Regulamento Geral sobre a Proteção de Dados (RGPD)
O Regulamento Geral sobre a Proteção de Dados é o quadro jurídico europeu que regula a recolha, o tratamento e a conservação de dados pessoais. Em vigor desde 25 de maio de 2018, aplica-se a qualquer organização que trate dados de residentes europeus, com coimas que podem atingir 4 % do volume de negócios mundial anual.
O RGPD transformou profundamente a forma como as empresas gerem os dados pessoais na Europa e no resto do mundo. Estabelece seis princípios fundamentais: licitude, lealdade e transparência; limitação das finalidades; minimização dos dados; exatidão; limitação da conservação; e integridade e confidencialidade. Cada organização deve poder demonstrar a sua conformidade a qualquer momento.

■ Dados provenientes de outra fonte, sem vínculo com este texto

//! `defillama-http` is an async HTTP client for the DefiLlama REST API.
//!
//! The crate wraps the `/protocols` endpoint:
//! - [`DefiLlamaClient::fetch_protocols`]
//! - [`DefiLlamaClient::fetch_protocols_raw`]
//!
//! Every call is bounded by a per-attempt timeout and retried with linear
//! backoff, see [`ClientOptions`].

mod client;
mod error;
mod options;
mod protocol;
mod retry;

pub use client::{DefiLlamaClient, PROTOCOLS_PATH};
pub use error::DefiLlamaError;
pub use options::{ClientOptions, DEFAULT_BASE_URL};
pub use protocol::Protocol;
pub use retry::RetryPolicy;

pub type Result<T> = std::result::Result<T, DefiLlamaError>;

Para os profissionais de KYC e conformidade, o RGPD cria um equilíbrio delicado entre a obrigação de verificar a identidade dos clientes (imposta pelas diretivas de combate ao branqueamento de capitais) e a necessidade de proteger os seus dados pessoais. As empresas devem definir bases jurídicas claras para cada tratamento, implementar prazos de conservação proporcionados e garantir os direitos dos titulares dos dados.
As autoridades de proteção de dados (CNPD em Portugal, CNIL em França, BfDI na Alemanha) supervisionam a aplicação do regulamento e podem aplicar sanções consideráveis. Em 2023, a Meta recebeu uma coima recorde de 1,2 mil milhões de euros pela transferência ilegal de dados para os Estados Unidos, ilustrando o alcance extraterritorial do texto.
Regulações
Exemplos concretos
- 1.Um banco online deve obter o consentimento explícito dos seus clientes antes de partilhar os dados KYC com um prestador externo de verificação de identidade, e documentar esta base jurídica no seu registo de atividades de tratamento.
- 2.Uma seguradora recebe um pedido de acesso aos dados de um cliente: deve fornecer uma cópia completa de todas as informações conservadas no prazo de um mês, incluindo os resultados de verificação de identidade.
- 3.Uma fintech deteta uma violação de dados que afeta 5.000 utilizadores: dispõe de 72 horas para notificar a autoridade de controlo e informar as pessoas afetadas se o risco for elevado.